Morocco signs direct flight agreement with Israel in latest normalisation step

Morocco signs direct flight agreement with Israel in latest normalisation step
The two states agreed to normalise ties in December last year.
1 min read
22 January, 2021
The first flight took place in December [Getty]
Morocco signed an agreement with Israel this week to launch direct flights between the two countries.

The agreement signed on Thursday is the latest step in an ongoing normalisation process launched last year.

Israel and Morocco agreed to establish ties in a US-brokered agreement that came in tandem with Washington's recognition of Moroccan sovereignity over the disputed Western Sahara.
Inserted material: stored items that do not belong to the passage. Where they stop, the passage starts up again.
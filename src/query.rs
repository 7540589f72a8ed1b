// Query builder: maps search criteria onto Discovery API query parameters

use crate::date_range::{end_of_day, start_of_day};
use crate::types::SearchQuery;
use chrono::{DateTime, TimeZone};

pub const API_KEY_PARAM: &str = "apikey";
pub const MAX_PAGE_SIZE: u32 = 200;
pub const DATE_ASCENDING: &str = "date,asc";

/// Ordered list of query parameters. Only explicitly pushed keys are sent.
#[derive(Debug, Clone, Default, PartialEq, Eq)]
pub struct QueryParams {
    pairs: Vec<(&'static str, String)>,
}

impl QueryParams {
    pub fn new() -> Self {
        Self::default()
    }

    pub fn push(&mut self, key: &'static str, value: impl Into<String>) {
        self.pairs.push((key, value.into()));
    }

    // Absent means "do not send"; Some("") is still sent
    pub fn push_opt(&mut self, key: &'static str, value: Option<&str>) {
        if let Some(value) = value {
            self.push(key, value);
        }
    }

    pub fn get(&self, key: &str) -> Option<&str> {
        self.pairs
            .iter()
            .find(|(k, _)| *k == key)
            .map(|(_, v)| v.as_str())
    }

    pub fn contains(&self, key: &str) -> bool {
        self.get(key).is_some()
    }

    pub fn keys(&self) -> impl Iterator<Item = &'static str> + '_ {
        self.pairs.iter().map(|(k, _)| *k)
    }

    pub fn len(&self) -> usize {
        self.pairs.len()
    }

    pub fn is_empty(&self) -> bool {
        self.pairs.is_empty()
    }

    pub fn as_pairs(&self) -> &[(&'static str, String)] {
        &self.pairs
    }

    fn push_constants(&mut self) {
        self.push("size", MAX_PAGE_SIZE.to_string());
        self.push("sort", DATE_ASCENDING);
    }
}

pub fn build_search_params(api_key: &str, query: &SearchQuery) -> QueryParams {
    let mut params = QueryParams::new();
    params.push(API_KEY_PARAM, api_key);
    params.push_opt("keyword", query.keyword.as_deref());
    if let Some(start) = &query.start_date_time {
        params.push("startDateTime", start_of_day(start));
    }
    if let Some(end) = &query.end_date_time {
        params.push("endDateTime", end_of_day(end));
    }
    params.push_opt("city", query.city.as_deref());
    params.push_opt("stateCode", query.state_code.as_deref());
    params.push_opt("countryCode", query.country_code.as_deref());
    params.push_opt("venueId", query.venue_id.as_deref());
    params.push_opt("attractionId", query.attraction_id.as_deref());
    params.push_opt("classificationName", query.classification_name.as_deref());
    params.push_constants();
    params
}

/// Parameters for listing every event at one venue within a date range.
pub fn build_venue_events_params<Tz: TimeZone>(
    api_key: &str,
    venue_id: &str,
    start: &DateTime<Tz>,
    end: &DateTime<Tz>,
) -> QueryParams {
    let mut params = QueryParams::new();
    params.push(API_KEY_PARAM, api_key);
    params.push("venueId", venue_id);
    params.push("startDateTime", start_of_day(start));
    params.push("endDateTime", end_of_day(end));
    params.push_constants();
    params
}
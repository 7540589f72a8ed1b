use anyhow::Context;
use ticketmaster_mcp::{init_tracing, McpServer, ServerConfig, TicketmasterClient, ToolHandler};
use tokio::io::BufReader;

#[tokio::main]
async fn main() -> anyhow::Result<()> {
    let config = ServerConfig::from_env().context("Failed to load configuration")?;
    init_tracing(&config.log_level)?;

    let client = TicketmasterClient::new(config.client).context("Failed to build Ticketmaster client")?;
    let server = McpServer::new(ToolHandler::new(client));

    let stdin = BufReader::new(tokio::io::stdin());
    let stdout = tokio::io::stdout();

    // In-flight calls are abandoned on interrupt
    tokio::select! {
        result = server.run(stdin, stdout) => result.context("stdio transport failed")?,
        _ = tokio::signal::ctrl_c() => tracing::info!("Interrupt received, shutting down"),
    }

    Ok(())
}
The first direct commercial flight from Tel Aviv to Morocco took place in December, when Israeli and American delegations made the trip from Israel in order to formalise the normalisation accord.
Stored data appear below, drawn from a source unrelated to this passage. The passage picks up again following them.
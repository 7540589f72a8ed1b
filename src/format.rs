// Result formatting: pretty JSON for machines, compact text blocks for people

use crate::types::{Attraction, Classification, Event, SearchResults, Venue};
use serde::{Deserialize, Serialize};
use std::fmt::Write;
use std::str::FromStr;

const NOT_AVAILABLE: &str = "N/A";

#[derive(Debug, Clone, Copy, Default, PartialEq, Eq, Serialize, Deserialize)]
#[serde(rename_all = "lowercase")]
pub enum OutputFormat {
    #[default]
    Json,
    Text,
}

impl FromStr for OutputFormat {
    type Err = String;

    fn from_str(s: &str) -> Result<Self, Self::Err> {
        match s {
            "json" => Ok(OutputFormat::Json),
            "text" => Ok(OutputFormat::Text),
            other => Err(format!("Invalid output format: {}", other)),
        }
    }
}

/// Renders a search result. Never fails.
pub fn format_results(results: &SearchResults, format: OutputFormat) -> String {
    match format {
        OutputFormat::Json => to_json(results),
        OutputFormat::Text => to_text(results),
    }
}

fn to_json(results: &SearchResults) -> String {
    let rendered = match results {
        SearchResults::Events(events) => serde_json::to_string_pretty(events),
        SearchResults::Venues(venues) => serde_json::to_string_pretty(venues),
        SearchResults::Attractions(attractions) => serde_json::to_string_pretty(attractions),
    };
    rendered.unwrap_or_else(|_| "[]".to_string())
}

fn to_text(results: &SearchResults) -> String {
    let resource = results.search_type().resource();
    if results.is_empty() {
        return format!("No {} found.", resource);
    }

    let blocks: Vec<String> = match results {
        SearchResults::Events(events) => events.iter().map(event_block).collect(),
        SearchResults::Venues(venues) => venues.iter().map(venue_block).collect(),
        SearchResults::Attractions(attractions) => attractions.iter().map(attraction_block).collect(),
    };

    format!("Found {} {}:\n\n{}", results.len(), resource, blocks.join("\n\n"))
}

fn or_na(value: Option<&str>) -> &str {
    value.filter(|v| !v.is_empty()).unwrap_or(NOT_AVAILABLE)
}

fn event_block(event: &Event) -> String {
    let start = &event.dates.start;
    let mut out = String::new();
    let _ = writeln!(out, "{}", event.name);
    let _ = writeln!(out, "ID: {}", event.id);
    let _ = writeln!(
        out,
        "Date: {} {}",
        or_na(start.local_date.as_deref()),
        or_na(start.local_time.as_deref())
    );
    if let Some(instant) = start.date_time.as_deref() {
        let _ = writeln!(out, "Starts (UTC): {}", instant);
    }
    match event.price_ranges.as_deref() {
        Some(ranges) if !ranges.is_empty() => {
            for range in ranges {
                let _ = writeln!(
                    out,
                    "Price ({}): {:.2}-{:.2} {}",
                    range.kind, range.min, range.max, range.currency
                );
            }
        }
        _ => {
            let _ = writeln!(out, "Price: {}", NOT_AVAILABLE);
        }
    }
    let _ = write!(out, "URL: {}", or_na(event.url.as_deref()));
    out
}

fn venue_block(venue: &Venue) -> String {
    let location = [
        venue.city.as_ref().map(|c| c.name.as_str()),
        venue.state.as_ref().map(|s| s.state_code.as_str()),
        venue.country.as_ref().map(|c| c.country_code.as_str()),
    ]
    .into_iter()
    .flatten()
    .filter(|part| !part.is_empty())
    .collect::<Vec<_>>()
    .join(", ");

    let mut out = String::new();
    let _ = writeln!(out, "{}", venue.name);
    let _ = writeln!(out, "ID: {}", venue.id);
    let _ = writeln!(out, "Location: {}", if location.is_empty() { NOT_AVAILABLE } else { location.as_str() });
    let _ = writeln!(
        out,
        "Address: {}",
        or_na(venue.address.as_ref().map(|a| a.line1.as_str()))
    );
    match &venue.location {
        Some(geo) if !geo.latitude.is_empty() && !geo.longitude.is_empty() => {
            let _ = writeln!(out, "Coordinates: {}, {}", geo.latitude, geo.longitude);
        }
        _ => {
            let _ = writeln!(out, "Coordinates: {}", NOT_AVAILABLE);
        }
    }
    if !venue.markets.is_empty() {
        let ids: Vec<&str> = venue.markets.iter().map(|m| m.id.as_str()).collect();
        let _ = writeln!(out, "Markets: {}", ids.join(", "));
    }
    let _ = write!(out, "URL: {}", or_na(venue.url.as_deref()));
    out
}

// Primary classification wins; otherwise the first one listed
fn main_classification(attraction: &Attraction) -> Option<&Classification> {
    let all = attraction.classifications.as_deref()?;
    all.iter().find(|c| c.primary).or_else(|| all.first())
}

fn attraction_block(attraction: &Attraction) -> String {
    let classification = main_classification(attraction)
        .map(|c| {
            [
                Some(c.segment.name.as_str()),
                c.genre.as_ref().map(|g| g.name.as_str()),
                c.sub_genre.as_ref().map(|g| g.name.as_str()),
            ]
            .into_iter()
            .flatten()
            .filter(|part| !part.is_empty())
            .collect::<Vec<_>>()
            .join(" / ")
        })
        .filter(|joined| !joined.is_empty())
        .unwrap_or_else(|| NOT_AVAILABLE.to_string());

    let mut out = String::new();
    let _ = writeln!(out, "{}", attraction.name);
    let _ = writeln!(out, "ID: {}", attraction.id);
    let _ = writeln!(out, "Type: {}", or_na(attraction.kind.as_deref()));
    let _ = writeln!(out, "Classification: {}", classification);
    let _ = write!(out, "URL: {}", or_na(attraction.url.as_deref()));
    out
}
It is not clear when flight companies will begin selling tickets for flights.

Before Morocco mostly shuttered its borders at the onset of the coronavirus pandemic, around 70,000 Israeli tourists traveled to the country each year.

Thousands of Israelis have streamed into the United Arab Emirates since the Gulf nation normalised ties with Israel last year.

Egypt and Jordan established relations with Israel in earlier peace drives but last year was a bumper year for normalisation accords.

The Trump administration drive saw four Arab states - the UAE, Bahrain, Sudan and Morocco - make the move, as well as Kosovo's recognition of Israel.

The accords have been widely opposed by Palestinians, as well as in most Arab-majority and Muslim-majority nations.